▶ **Supplied information**:

pub mod config;
pub mod error;
pub mod pages;
pub mod query;
pub mod range;
pub mod table;

pub use config::HistoryConfig;
pub use error::HistoryError;
pub use pages::{PageWindow, total_pages};
pub use query::{RowFilter, TxOrder, TxPage, TxQuery, available_rows, query_page, since_timestamp};
pub use range::{PageItem, RangeLayout, pagination_range, should_render};
pub use table::{TableRow, build_table_rows};
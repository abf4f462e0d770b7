pub mod config;
pub mod error;
pub mod format;
pub mod labels;
pub mod merge;
pub mod metrics;
pub mod pipeline;
pub mod policy;
pub mod roles;
pub mod row;
pub mod single;
pub mod transpose;

pub use config::ChartConfig;
pub use error::ChartError;
pub use format::{
    MetricFormatter, format_big_money, format_number_fixed_decimals, format_percent,
    format_price, metric_formatter, parse_float,
};
pub use labels::ChartFormatters;
pub use merge::{IntervalSeries, IntervalWindow, merge_intervals, seconds_to_millis};
pub use metrics::{
    ArrangedMetrics, DashboardMetric, StrategyMetrics, TrvMetrics, apr_to_apy,
    arrange_strategy_metrics, arrange_trv_metrics,
};
pub use pipeline::{ChartData, ChartRequest, build_chart};
pub use policy::ConflictPolicy;
pub use roles::{ChartRoles, LineSeries, Palette, StackedSeries, assign_roles, infer_keys};
pub use row::{RowTimestamp, SeriesRow};
pub use single::{build_row, build_single_series};
pub use transpose::{select_strategies, transpose};
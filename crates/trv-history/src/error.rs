#[derive(Debug, thiserror::Error)]
pub enum HistoryError {
    #[error("Invalid amount: {0}")]
    InvalidAmount(String),
    #[error("Invalid timestamp: {0}")]
    InvalidTimestamp(String),
}
use std::collections::HashMap;

use trv_types::{SnapshotMetric, SnapshotRecord};

use crate::{
    error::ChartError,
    policy::ConflictPolicy,
    row::{RowTimestamp, SeriesRow},
};

/// Keeps the snapshots of the strategies in view, oldest first.
pub fn select_strategies<'a>(
    rows: &'a [SnapshotRecord],
    strategies: &[String],
) -> Vec<&'a SnapshotRecord> {
    let mut selected: Vec<_> = rows
        .iter()
        .filter(|row| strategies.contains(&row.strategy_name))
        .collect();
    selected.sort_by_key(|row| row.timestamp_secs());
    selected
}

/// Pivots per-strategy snapshots into one row per timeframe holding the
/// selected metric of every strategy seen in that timeframe.
///
/// Roughly:
/// ```sql
/// select timeframe,
///     max(metric) filter (where strategy = 'RamosStrategy') as "RamosStrategy",
///     max(metric) filter (where strategy = 'TlcStrategy') as "TlcStrategy"
/// from snapshots
/// group by timeframe;
/// ```
///
/// Buckets come out in order of first appearance, unsorted.
pub fn transpose<'a, I, F>(
    rows: I,
    metric: SnapshotMetric,
    formatter: F,
    policy: ConflictPolicy,
) -> Result<Vec<SeriesRow>, ChartError>
where
    I: IntoIterator<Item = &'a SnapshotRecord>,
    F: Fn(&str) -> f64,
{
    let mut buckets: HashMap<&'a str, usize> = HashMap::new();
    let mut out: Vec<SeriesRow> = Vec::new();
    let mut seen = 0usize;

    for row in rows {
        seen += 1;
        // the timeframe is the UTC midnight of the snapshot
        let slot = *buckets.entry(row.timeframe.as_str()).or_insert_with(|| {
            out.push(SeriesRow::new(RowTimestamp::Text(row.timeframe.clone())));
            out.len() - 1
        });
        policy.insert(
            &mut out[slot],
            &row.strategy_name,
            formatter(row.metric(metric)),
            &row.timeframe,
        )?;
    }

    tracing::debug!(
        metric = metric.as_str(),
        rows = seen,
        buckets = out.len(),
        "Transposed strategy snapshots"
    );

    Ok(out)
}

#[cfg(test)]
mod tests {
    use std::collections::BTreeSet;

    use super::*;
    use crate::format::metric_formatter;

    fn snapshot(timeframe: &str, strategy: &str, tmv: &str) -> SnapshotRecord {
        SnapshotRecord {
            timestamp: timeframe.to_string(),
            timeframe: timeframe.to_string(),
            strategy_name: strategy.to_string(),
            total_market_value_usd: tmv.to_string(),
            ..Default::default()
        }
    }

    fn fixture() -> Vec<SnapshotRecord> {
        vec![
            snapshot("200", "Ramos", "10.4"),
            snapshot("100", "Ramos", "5.5"),
            snapshot("100", "Tlc", "7"),
            snapshot("200", "Dsr", "1"),
            snapshot("300", "Tlc", "3"),
        ]
    }

    fn run(rows: &[SnapshotRecord], policy: ConflictPolicy) -> Result<Vec<SeriesRow>, ChartError> {
        let metric = SnapshotMetric::TotalMarketValueUsd;
        transpose(rows, metric, metric_formatter(metric), policy)
    }

    #[test]
    fn test_one_row_per_timeframe_with_observed_strategies() {
        let rows = fixture();
        let out = run(&rows, ConflictPolicy::LastWins).unwrap();

        let distinct: BTreeSet<_> = rows.iter().map(|r| r.timeframe.as_str()).collect();
        assert_eq!(out.len(), distinct.len());

        // insertion order of first occurrence
        let order: Vec<_> = out.iter().map(|r| r.timestamp.clone()).collect();
        assert_eq!(
            order,
            vec![
                RowTimestamp::Text("200".into()),
                RowTimestamp::Text("100".into()),
                RowTimestamp::Text("300".into()),
            ]
        );

        for bucket in &out {
            let RowTimestamp::Text(tf) = &bucket.timestamp else {
                panic!("transposed rows keep the timeframe string");
            };
            let expected: BTreeSet<_> = rows
                .iter()
                .filter(|r| &r.timeframe == tf)
                .map(|r| r.strategy_name.as_str())
                .collect();
            let actual: BTreeSet<_> = bucket.keys().collect();
            assert_eq!(actual, expected);
        }

        assert_eq!(out[0].get("Ramos"), Some(10.0));
        assert_eq!(out[1].get("Ramos"), Some(6.0));
        assert_eq!(out[1].get("Tlc"), Some(7.0));
    }

    #[test]
    fn test_reordering_keeps_values() {
        let rows = fixture();
        let mut reversed = rows.clone();
        reversed.reverse();

        let by_bucket = |out: Vec<SeriesRow>| {
            let mut out: Vec<_> = out
                .into_iter()
                .map(|r| (format!("{:?}", r.timestamp), r.values))
                .collect();
            out.sort_by(|a, b| a.0.cmp(&b.0));
            out
        };

        assert_eq!(
            by_bucket(run(&rows, ConflictPolicy::LastWins).unwrap()),
            by_bucket(run(&reversed, ConflictPolicy::LastWins).unwrap())
        );
    }

    #[test]
    fn test_duplicates_follow_policy() {
        let rows = vec![snapshot("100", "Ramos", "1"), snapshot("100", "Ramos", "2")];

        let last = run(&rows, ConflictPolicy::LastWins).unwrap();
        assert_eq!(last[0].get("Ramos"), Some(2.0));

        let first = run(&rows, ConflictPolicy::FirstWins).unwrap();
        assert_eq!(first[0].get("Ramos"), Some(1.0));

        assert!(matches!(
            run(&rows, ConflictPolicy::Error),
            Err(ChartError::DuplicateEntry { .. })
        ));
    }

    #[test]
    fn test_malformed_values_become_nan() {
        let rows = vec![snapshot("100", "Ramos", "n/a")];
        let out = run(&rows, ConflictPolicy::LastWins).unwrap();
        assert!(out[0].get("Ramos").unwrap().is_nan());
    }

    #[test]
    fn test_empty_input() {
        assert!(run(&[], ConflictPolicy::Error).unwrap().is_empty());
    }

    #[test]
    fn test_select_strategies_filters_and_sorts() {
        let rows = fixture();
        let selected = select_strategies(&rows, &["Ramos".to_string(), "Tlc".to_string()]);
        let picked: Vec<_> = selected
            .iter()
            .map(|r| (r.timestamp.as_str(), r.strategy_name.as_str()))
            .collect();
        assert_eq!(
            picked,
            vec![("100", "Ramos"), ("100", "Tlc"), ("200", "Ramos"), ("300", "Tlc")]
        );
    }
}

▶ **Task description**: In the material above, find each line that has the string "Result" and return it.

▶ **Task solution**:
) -> Result<Vec<SeriesRow>, ChartError>
    fn run(rows: &[SnapshotRecord], policy: ConflictPolicy) -> Result<Vec<SeriesRow>, ChartError> {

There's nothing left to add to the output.